Using the data below, copy every line that contains the word "extend".

— SOURCE INFORMATION —
• • • • •

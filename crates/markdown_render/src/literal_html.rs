use crate::mdast::{MdNode, MdParent, ParentKind};

const NBSP: char = '\u{a0}';
const TAB_AS_NBSP: &str = "\u{a0}\u{a0}\u{a0}\u{a0}";

pub fn preserve_literal_html(root: &mut MdParent) {
    visit(root);
}

fn visit(parent: &mut MdParent) {
    let phrasing = parent.kind.is_phrasing();
    let original = std::mem::take(&mut parent.children);
    let mut out: Vec<MdNode> = Vec::with_capacity(original.len());

    for child in original {
        match child {
            MdNode::Html(value) => {
                let replacement = literal_nodes(&value);
                if phrasing {
                    out.extend(replacement);
                } else if let Some(previous) = last_literal_paragraph(&mut out) {
                    if !previous.children.is_empty()
                        && previous.children.last() != Some(&MdNode::Break)
                    {
                        previous.children.push(MdNode::Break);
                    }
                    previous.children.extend(replacement);
                } else {
                    out.push(MdNode::Parent(MdParent {
                        kind: ParentKind::Paragraph {
                            literal_html: true,
                            tight: false,
                        },
                        children: replacement,
                    }));
                }
            }
            MdNode::Parent(mut nested) => {
                visit(&mut nested);
                out.push(MdNode::Parent(nested));
            }
            other => out.push(other),
        }
    }

    parent.children = out;
}

fn last_literal_paragraph(nodes: &mut [MdNode]) -> Option<&mut MdParent> {
    match nodes.last_mut() {
        Some(MdNode::Parent(parent))
            if matches!(
                parent.kind,
                ParentKind::Paragraph {
                    literal_html: true,
                    ..
                }
            ) =>
        {
            Some(parent)
        }
        _ => None,
    }
}

fn literal_nodes(value: &str) -> Vec<MdNode> {
    let mut nodes = Vec::new();
    for (index, line) in value.split('\n').enumerate() {
        if index > 0 {
            nodes.push(MdNode::Break);
        }
        let line = line.strip_suffix('\r').unwrap_or(line);
        nodes.push(MdNode::Text(preserve_indent(line)));
    }
    nodes
}

fn preserve_indent(line: &str) -> String {
    let body = line.trim_start_matches([' ', '\t']);
    let indent = &line[..line.len() - body.len()];
    let mut out = String::with_capacity(line.len() + indent.len() * 4);
    for ch in indent.chars() {
        if ch == '\t' {
            out.push_str(TAB_AS_NBSP);
        } else {
            out.push(NBSP);
        }
    }
    out.push_str(body);
    out
}

#[cfg(test)]
mod tests {
    use super::*;
    use crate::mdast::parse;

    fn text(value: &str) -> MdNode {
        MdNode::Text(value.to_string())
    }

    #[test]
    fn converts_indentation() {
        assert_eq!(preserve_indent("  \tx y"), "\u{a0}\u{a0}\u{a0}\u{a0}\u{a0}\u{a0}x y");
        assert_eq!(preserve_indent("plain  "), "plain  ");
    }

    #[test]
    fn block_html_becomes_literal_paragraph() {
        let mut root = parse("<div>\n    indented\n</div>");
        preserve_literal_html(&mut root);
        let MdNode::Parent(paragraph) = &root.children[0] else {
            panic!("expected paragraph");
        };
        assert_eq!(
            paragraph.kind,
            ParentKind::Paragraph {
                literal_html: true,
                tight: false
            }
        );
        assert_eq!(
            paragraph.children,
            vec![
                text("<div>"),
                MdNode::Break,
                text("\u{a0}\u{a0}\u{a0}\u{a0}indented"),
                MdNode::Break,
                text("</div>"),
            ]
        );
    }

    #[test]
    fn merges_adjacent_html_blocks_with_a_break() {
        let mut root = MdParent {
            kind: ParentKind::Root,
            children: vec![
                MdNode::Html("<section>".to_string()),
                MdNode::Html("</section>".to_string()),
            ],
        };
        preserve_literal_html(&mut root);
        assert_eq!(root.children.len(), 1);
        let MdNode::Parent(paragraph) = &root.children[0] else {
            panic!("expected paragraph");
        };
        assert_eq!(
            paragraph.children,
            vec![text("<section>"), MdNode::Break, text("</section>")]
        );
    }

    #[test]
    fn inline_html_is_spliced_as_text() {
        let mut root = parse("a <b>bold</b> c");
        preserve_literal_html(&mut root);
        let MdNode::Parent(paragraph) = &root.children[0] else {
            panic!("expected paragraph");
        };
        assert!(paragraph.children.iter().all(|n| matches!(n, MdNode::Text(_))));
        assert!(paragraph.children.contains(&text("<b>")));
    }
}
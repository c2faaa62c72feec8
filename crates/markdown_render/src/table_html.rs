use std::sync::LazyLock;

use regex::Regex;

use crate::hast::{Element, HtmlNode};

static BR_PATTERN: LazyLock<Regex> =
    LazyLock::new(|| Regex::new(r"(?i)<br\s*/?>").expect("valid br pattern"));
static LIST_PATTERN: LazyLock<Regex> = LazyLock::new(|| {
    Regex::new(r"(?is)^(?:<ul>\s*)?((?:<li>.*?</li>\s*)+)(?:</ul>)?$").expect("valid list pattern")
});
static LI_PATTERN: LazyLock<Regex> =
    LazyLock::new(|| Regex::new(r"(?is)<li>(.*?)</li>").expect("valid li pattern"));

pub fn restore_table_html(nodes: &mut [HtmlNode]) {
    for node in nodes.iter_mut() {
        let HtmlNode::Element(element) = node else {
            continue;
        };
        if element.tag == "td" || element.tag == "th" {
            process_cell(&mut element.children);
        } else {
            restore_table_html(&mut element.children);
        }
    }
}

fn process_cell(children: &mut Vec<HtmlNode>) {
    let mut index = 0;
    while index < children.len() {
        if !matches!(children[index], HtmlNode::Text(_)) {
            if let HtmlNode::Element(element) = &mut children[index] {
                process_cell(&mut element.children);
            }
            index += 1;
            continue;
        }

        let end = run_end(children, index);
        let combined = combine_run(&children[index..end]);
        if let Some(list) = parse_list(&combined) {
            children.splice(index..end, [HtmlNode::from(list)]);
            index += 1;
            continue;
        }

        let expanded: Vec<HtmlNode> = children[index..end]
            .iter()
            .flat_map(|node| match node {
                HtmlNode::Text(value) => expand_br_tags(value),
                other => vec![other.clone()],
            })
            .collect();
        let replaced = expanded.len();
        children.splice(index..end, expanded);
        index += replaced;
    }
}

fn run_end(children: &[HtmlNode], start: usize) -> usize {
    children[start..]
        .iter()
        .position(|node| !matches!(node, HtmlNode::Text(_)) && !node.is_element("br"))
        .map_or(children.len(), |offset| start + offset)
}

fn combine_run(run: &[HtmlNode]) -> String {
    run.iter()
        .map(|node| match node {
            HtmlNode::Text(value) => value.as_str(),
            HtmlNode::Element(_) => "\n",
        })
        .collect()
}

fn expand_br_tags(value: &str) -> Vec<HtmlNode> {
    let mut nodes = Vec::new();
    let mut cursor = 0;
    for found in BR_PATTERN.find_iter(value) {
        if found.start() > cursor {
            nodes.push(HtmlNode::text(&value[cursor..found.start()]));
        }
        nodes.push(Element::new("br").into());
        cursor = found.end();
    }
    if cursor < value.len() || nodes.is_empty() {
        nodes.push(HtmlNode::text(&value[cursor..]));
    }
    nodes
}

fn parse_list(value: &str) -> Option<Element> {
    let captures = LIST_PATTERN.captures(value.trim())?;
    let body = captures.get(1)?.as_str();

    let mut list = Element::new("ul");
    let mut cursor = 0;
    for item in LI_PATTERN.captures_iter(body) {
        let whole = item.get(0)?;
        if !body[cursor..whole.start()].trim().is_empty() {
            return None;
        }
        let content = item.get(1).map_or("", |m| m.as_str());
        let mut li = Element::new("li");
        li.children = expand_br_tags(content);
        list.children.push(li.into());
        cursor = whole.end();
    }

    if list.children.is_empty() || !body[cursor..].trim().is_empty() {
        return None;
    }
    Some(list)
}

#[cfg(test)]
mod tests {
    use super::*;
    use crate::hast::to_html;

    fn cell(children: Vec<HtmlNode>) -> Vec<HtmlNode> {
        let mut td = Element::new("td");
        td.children = children;
        vec![Element::new("table").child(Element::new("tr").child(td)).into()]
    }

    fn restored(children: Vec<HtmlNode>) -> String {
        let mut tree = cell(children);
        restore_table_html(&mut tree);
        to_html(&tree)
    }

    #[test]
    fn turns_full_list_grammar_into_list() {
        let html = restored(vec![
            HtmlNode::text("<li>a</li>"),
            HtmlNode::text("<li>b<br>c</li>"),
        ]);
        assert_eq!(
            html,
            "<table><tr><td><ul><li>a</li><li>b<br>c</li></ul></td></tr></table>"
        );
    }

    #[test]
    fn accepts_wrapping_ul_and_break_separators() {
        let html = restored(vec![
            HtmlNode::text("<ul><li>a</li>"),
            Element::new("br").into(),
            HtmlNode::text("<li>b</li></ul>"),
        ]);
        assert_eq!(
            html,
            "<table><tr><td><ul><li>a</li><li>b</li></ul></td></tr></table>"
        );
    }

    #[test]
    fn stray_text_keeps_literal_markup() {
        let html = restored(vec![HtmlNode::text("see <li>a</li>")]);
        assert_eq!(
            html,
            "<table><tr><td>see &lt;li&gt;a&lt;/li&gt;</td></tr></table>"
        );
        assert!(parse_list("<li>a</li> trailing").is_none());
    }

    #[test]
    fn expands_literal_breaks_only_up_to_the_next_element() {
        let html = restored(vec![
            HtmlNode::text("one<br/>two"),
            Element::new("strong").text("x<BR>y").into(),
            HtmlNode::text("three"),
        ]);
        assert_eq!(
            html,
            "<table><tr><td>one<br>two<strong>x<br>y</strong>three</td></tr></table>"
        );
    }

    #[test]
    fn text_outside_cells_is_untouched() {
        let mut tree = vec![Element::new("p").text("a<br>b").into()];
        restore_table_html(&mut tree);
        assert_eq!(to_html(&tree), "<p>a&lt;br&gt;b</p>");
    }
}
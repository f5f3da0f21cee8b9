pub mod leaderboard;
pub mod people;

use actix_cors::Cors;
use actix_web::web;

/// Register all routes of the service
pub fn configure(cfg: &mut web::ServiceConfig) {
    cfg.route("/", web::get().to(people::show_people))
        .route("/health", web::get().to(leaderboard::health))
        // JSON endpoints may be embedded from any origin
        .service(
            web::scope("/api")
                .wrap(Cors::permissive())
                .route("/leaderboard", web::get().to(leaderboard::get_leaderboard))
                .route("/refresh", web::post().to(leaderboard::trigger_refresh)),
        );
}
use actix_web::{web, HttpResponse, Responder};
use serde::Serialize;

use crate::services::{LeaderboardService, RefreshOutcome};

// ============ Response DTOs ============

#[derive(Debug, Serialize)]
pub struct RefreshResponse {
    pub success: bool,
    pub message: String,
    pub reply_contributors: usize,
    pub pull_request_contributors: usize,
}

// ============ Leaderboard Handlers ============

/// GET /api/leaderboard
/// Last computed leaderboards, ordered by descending count
pub async fn get_leaderboard(service: web::Data<LeaderboardService>) -> impl Responder {
    HttpResponse::Ok().json(service.snapshot().as_ref())
}

/// POST /api/refresh
/// Manually trigger a refresh of both leaderboards
pub async fn trigger_refresh(service: web::Data<LeaderboardService>) -> impl Responder {
    log::info!("Manual leaderboard refresh triggered");

    match service.refresh().await {
        Ok(RefreshOutcome::Completed) => {
            let snapshot = service.snapshot();
            HttpResponse::Ok().json(RefreshResponse {
                success: true,
                message: "Refresh completed".to_string(),
                reply_contributors: snapshot.replies.len(),
                pull_request_contributors: snapshot.pull_requests.len(),
            })
        }
        Ok(RefreshOutcome::AlreadyRunning) => HttpResponse::Conflict().json(RefreshResponse {
            success: false,
            message: "A refresh is already running".to_string(),
            reply_contributors: 0,
            pull_request_contributors: 0,
        }),
        Err(e) => {
            log::error!("Manual refresh failed: {}", e);
            HttpResponse::BadGateway().json(RefreshResponse {
                success: false,
                message: format!("Refresh failed: {}", e),
                reply_contributors: 0,
                pull_request_contributors: 0,
            })
        }
    }
}

/// GET /health
pub async fn health() -> impl Responder {
    HttpResponse::Ok().json(serde_json::json!({ "status": "ok" }))
}
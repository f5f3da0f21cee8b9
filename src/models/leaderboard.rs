use serde::Serialize;
use std::collections::HashMap;

/// A single contributor and how many contributions were counted for them
#[derive(Clone, Debug, PartialEq, Eq, Serialize)]
pub struct LeaderboardEntry {
    pub login: String,
    pub count: usize,
}

/// Login -> count mapping ordered by descending count.
///
/// Ties keep the order in which the logins were first seen.
#[derive(Clone, Debug, Default, PartialEq, Eq, Serialize)]
#[serde(transparent)]
pub struct Leaderboard {
    entries: Vec<LeaderboardEntry>,
}

impl Leaderboard {
    /// Count occurrences of each login and order the result
    pub fn from_logins<I, S>(logins: I) -> Self
    where
        I: IntoIterator<Item = S>,
        S: AsRef<str>,
    {
        let mut positions: HashMap<String, usize> = HashMap::new();
        let mut entries: Vec<LeaderboardEntry> = Vec::new();

        for login in logins {
            let login = login.as_ref();
            match positions.get(login) {
                Some(&index) => entries[index].count += 1,
                None => {
                    positions.insert(login.to_string(), entries.len());
                    entries.push(LeaderboardEntry {
                        login: login.to_string(),
                        count: 1,
                    });
                }
            }
        }

        // sort_by is stable, so equal counts stay in first-seen order
        entries.sort_by(|a, b| b.count.cmp(&a.count));

        Self { entries }
    }

    pub fn entries(&self) -> &[LeaderboardEntry] {
        &self.entries
    }

    pub fn len(&self) -> usize {
        self.entries.len()
    }

    pub fn is_empty(&self) -> bool {
        self.entries.is_empty()
    }

    /// Sum of all counts
    pub fn total_contributions(&self) -> usize {
        self.entries.iter().map(|e| e.count).sum()
    }

    pub fn count_for(&self, login: &str) -> Option<usize> {
        self.entries
            .iter()
            .find(|e| e.login == login)
            .map(|e| e.count)
    }

    /// Keep only contributors with at least `min_count` contributions
    pub fn with_min_count(&self, min_count: usize) -> Self {
        Self {
            entries: self
                .entries
                .iter()
                .filter(|e| e.count >= min_count)
                .cloned()
                .collect(),
        }
    }
}
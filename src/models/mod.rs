pub mod github;
pub mod leaderboard;

pub use leaderboard::{Leaderboard, LeaderboardEntry};
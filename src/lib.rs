//! Contributor leaderboards for a GitHub repository: who replied in
//! discussions and whose pull requests were merged within the last N days.

pub mod handlers;
pub mod models;
pub mod services;
pub mod utils;
use super::{FetchError, GraphQlTransport};
use crate::utils::http_client::create_http_client;
use async_trait::async_trait;
use reqwest::header::{ACCEPT, AUTHORIZATION};
use reqwest::Client;
use serde::Deserialize;
use serde_json::{json, Value};

const ACCEPT_GITHUB_V3: &str = "application/vnd.github.v3+json";

/// GitHub GraphQL client backed by reqwest
pub struct GitHubGraphQlClient {
    client: Client,
    endpoint: String,
    token: Option<String>,
}

impl GitHubGraphQlClient {
    pub fn new(endpoint: impl Into<String>, token: Option<String>) -> Result<Self, FetchError> {
        Ok(Self {
            client: create_http_client()?,
            endpoint: endpoint.into(),
            token,
        })
    }
}

#[async_trait]
impl GraphQlTransport for GitHubGraphQlClient {
    async fn execute(&self, query: &str, variables: Value) -> Result<Value, FetchError> {
        let mut request = self
            .client
            .post(&self.endpoint)
            .header(ACCEPT, ACCEPT_GITHUB_V3)
            .json(&json!({
                "query": query,
                "variables": variables,
            }));

        // Without a token the request goes out unauthenticated and GitHub rejects it
        if let Some(token) = &self.token {
            request = request.header(AUTHORIZATION, format!("token {}", token));
        }

        let response = request.send().await?;

        if !response.status().is_success() {
            let status = response.status();
            let body = response.text().await.unwrap_or_default();
            return Err(FetchError::HttpStatus {
                status: status.as_u16(),
                body,
            });
        }

        let body = response.text().await?;
        let response_data: GraphQlResponse = serde_json::from_str(&body)
            .map_err(|e| FetchError::MalformedResponse(format!("body is not valid JSON: {}", e)))?;

        if let Some(errors) = response_data.errors {
            let messages = errors.iter().map(error_message).collect::<Vec<_>>();
            log::error!("GitHub GraphQL errors: {:?}", messages);
            return Err(FetchError::GraphQl(messages));
        }

        response_data
            .data
            .ok_or_else(|| FetchError::MalformedResponse("no data in GitHub response".to_string()))
    }
}

#[derive(Debug, Deserialize)]
struct GraphQlResponse {
    data: Option<Value>,
    errors: Option<Vec<Value>>,
}

fn error_message(error: &Value) -> String {
    error
        .get("message")
        .and_then(|m| m.as_str())
        .map(|m| m.to_string())
        .unwrap_or_else(|| error.to_string())
}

• • • • •

— WRITTEN SOLUTION —
                    out.extend(replacement);
                    previous.children.extend(replacement);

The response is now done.